→ **Requirement**
When a line in the data below includes "HashMap", pick it out and copy it.

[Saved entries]

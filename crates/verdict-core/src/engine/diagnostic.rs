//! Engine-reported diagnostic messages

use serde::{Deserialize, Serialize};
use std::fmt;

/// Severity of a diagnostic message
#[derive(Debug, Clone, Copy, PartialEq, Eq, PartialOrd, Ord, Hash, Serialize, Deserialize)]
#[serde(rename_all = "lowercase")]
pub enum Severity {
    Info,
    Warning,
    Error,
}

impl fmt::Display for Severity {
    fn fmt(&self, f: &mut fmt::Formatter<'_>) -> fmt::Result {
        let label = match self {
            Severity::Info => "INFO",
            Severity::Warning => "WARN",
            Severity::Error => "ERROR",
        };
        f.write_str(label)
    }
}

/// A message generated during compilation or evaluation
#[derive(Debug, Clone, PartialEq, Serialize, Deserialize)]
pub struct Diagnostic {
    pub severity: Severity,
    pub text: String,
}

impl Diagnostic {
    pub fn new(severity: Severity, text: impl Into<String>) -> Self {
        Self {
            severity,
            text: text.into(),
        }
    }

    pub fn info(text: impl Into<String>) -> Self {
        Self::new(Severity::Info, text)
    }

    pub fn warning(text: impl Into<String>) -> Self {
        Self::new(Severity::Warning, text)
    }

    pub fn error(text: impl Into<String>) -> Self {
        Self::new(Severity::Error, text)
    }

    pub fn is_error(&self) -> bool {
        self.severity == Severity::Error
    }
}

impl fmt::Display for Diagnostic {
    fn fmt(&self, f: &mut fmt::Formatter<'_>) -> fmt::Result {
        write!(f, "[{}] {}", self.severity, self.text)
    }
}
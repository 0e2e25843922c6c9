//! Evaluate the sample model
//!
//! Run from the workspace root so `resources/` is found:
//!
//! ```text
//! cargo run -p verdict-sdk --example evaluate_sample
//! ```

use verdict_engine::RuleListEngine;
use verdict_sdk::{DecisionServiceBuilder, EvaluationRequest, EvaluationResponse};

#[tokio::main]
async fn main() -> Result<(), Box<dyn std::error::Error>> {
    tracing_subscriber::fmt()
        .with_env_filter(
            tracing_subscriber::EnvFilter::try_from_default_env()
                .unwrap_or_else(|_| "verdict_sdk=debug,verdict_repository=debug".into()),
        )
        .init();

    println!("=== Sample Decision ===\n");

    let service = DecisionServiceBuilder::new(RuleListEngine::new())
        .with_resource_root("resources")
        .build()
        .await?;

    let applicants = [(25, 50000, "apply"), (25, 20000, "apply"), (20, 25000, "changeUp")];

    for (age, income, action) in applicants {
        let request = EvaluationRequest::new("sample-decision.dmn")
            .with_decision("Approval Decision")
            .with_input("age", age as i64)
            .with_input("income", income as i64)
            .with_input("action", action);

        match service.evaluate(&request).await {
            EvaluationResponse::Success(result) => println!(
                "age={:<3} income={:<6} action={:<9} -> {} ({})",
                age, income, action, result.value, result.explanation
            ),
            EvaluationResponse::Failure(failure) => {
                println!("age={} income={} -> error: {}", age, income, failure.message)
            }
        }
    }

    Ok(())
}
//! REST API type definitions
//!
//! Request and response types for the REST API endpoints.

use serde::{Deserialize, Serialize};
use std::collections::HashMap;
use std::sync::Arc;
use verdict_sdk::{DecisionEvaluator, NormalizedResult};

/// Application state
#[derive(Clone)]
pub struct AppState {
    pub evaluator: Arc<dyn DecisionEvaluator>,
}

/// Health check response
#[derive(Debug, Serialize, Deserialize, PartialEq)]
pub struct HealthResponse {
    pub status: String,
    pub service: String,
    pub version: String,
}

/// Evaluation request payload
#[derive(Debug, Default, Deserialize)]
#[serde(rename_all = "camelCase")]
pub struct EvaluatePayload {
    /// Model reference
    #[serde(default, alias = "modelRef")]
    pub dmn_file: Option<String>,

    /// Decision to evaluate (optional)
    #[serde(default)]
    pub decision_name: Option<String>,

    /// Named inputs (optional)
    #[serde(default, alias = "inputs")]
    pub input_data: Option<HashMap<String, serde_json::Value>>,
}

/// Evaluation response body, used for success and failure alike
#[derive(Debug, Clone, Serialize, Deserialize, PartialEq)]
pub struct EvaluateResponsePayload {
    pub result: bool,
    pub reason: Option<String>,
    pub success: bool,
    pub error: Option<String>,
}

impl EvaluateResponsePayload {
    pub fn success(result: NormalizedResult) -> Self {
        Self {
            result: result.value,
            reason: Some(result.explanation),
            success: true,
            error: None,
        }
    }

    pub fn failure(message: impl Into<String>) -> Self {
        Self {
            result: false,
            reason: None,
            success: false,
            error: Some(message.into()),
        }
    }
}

...

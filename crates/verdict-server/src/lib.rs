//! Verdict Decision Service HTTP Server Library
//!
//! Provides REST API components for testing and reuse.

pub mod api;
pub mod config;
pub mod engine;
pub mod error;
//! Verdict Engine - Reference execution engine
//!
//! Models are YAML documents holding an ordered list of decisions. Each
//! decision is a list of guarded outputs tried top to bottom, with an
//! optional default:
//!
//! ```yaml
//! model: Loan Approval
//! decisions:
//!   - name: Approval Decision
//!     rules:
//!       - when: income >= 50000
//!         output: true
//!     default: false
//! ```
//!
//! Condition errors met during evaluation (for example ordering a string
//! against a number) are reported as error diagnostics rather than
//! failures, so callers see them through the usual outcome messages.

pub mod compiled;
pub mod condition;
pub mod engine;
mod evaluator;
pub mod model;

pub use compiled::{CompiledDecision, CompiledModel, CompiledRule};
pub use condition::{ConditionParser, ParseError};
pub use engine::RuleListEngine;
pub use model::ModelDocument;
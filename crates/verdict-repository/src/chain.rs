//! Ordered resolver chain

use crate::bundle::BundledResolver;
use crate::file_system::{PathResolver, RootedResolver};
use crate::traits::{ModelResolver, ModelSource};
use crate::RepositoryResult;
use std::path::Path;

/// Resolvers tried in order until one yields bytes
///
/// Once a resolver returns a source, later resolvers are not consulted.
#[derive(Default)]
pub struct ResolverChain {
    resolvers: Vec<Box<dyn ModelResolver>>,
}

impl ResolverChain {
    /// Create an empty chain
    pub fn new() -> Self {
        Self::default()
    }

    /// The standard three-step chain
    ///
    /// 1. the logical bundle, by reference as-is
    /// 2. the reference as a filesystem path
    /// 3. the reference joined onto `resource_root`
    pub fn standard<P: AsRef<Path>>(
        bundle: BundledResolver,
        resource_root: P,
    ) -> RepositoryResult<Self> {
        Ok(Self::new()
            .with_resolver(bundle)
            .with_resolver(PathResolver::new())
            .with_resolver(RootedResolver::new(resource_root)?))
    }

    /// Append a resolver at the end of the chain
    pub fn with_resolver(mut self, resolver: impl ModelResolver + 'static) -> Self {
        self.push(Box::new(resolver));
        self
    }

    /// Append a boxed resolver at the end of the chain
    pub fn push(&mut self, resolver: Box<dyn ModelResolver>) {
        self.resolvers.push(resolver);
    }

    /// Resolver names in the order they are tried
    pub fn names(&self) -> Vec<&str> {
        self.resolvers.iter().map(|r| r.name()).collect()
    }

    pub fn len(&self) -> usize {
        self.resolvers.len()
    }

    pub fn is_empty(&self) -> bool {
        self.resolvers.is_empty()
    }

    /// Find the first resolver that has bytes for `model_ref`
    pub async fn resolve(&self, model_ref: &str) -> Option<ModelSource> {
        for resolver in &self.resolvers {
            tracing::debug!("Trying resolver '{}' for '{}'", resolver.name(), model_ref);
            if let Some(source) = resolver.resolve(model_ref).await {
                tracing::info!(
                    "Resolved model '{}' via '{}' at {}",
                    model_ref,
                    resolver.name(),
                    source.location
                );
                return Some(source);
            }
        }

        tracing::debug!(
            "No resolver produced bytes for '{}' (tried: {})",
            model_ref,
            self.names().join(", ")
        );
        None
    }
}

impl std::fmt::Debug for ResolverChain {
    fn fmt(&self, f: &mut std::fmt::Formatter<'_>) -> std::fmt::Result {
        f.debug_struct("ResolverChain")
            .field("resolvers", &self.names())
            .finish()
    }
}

→ **Solution to this problem**
use std::collections::HashMap;
    pub input_data: Option<HashMap<String, serde_json::Value>>,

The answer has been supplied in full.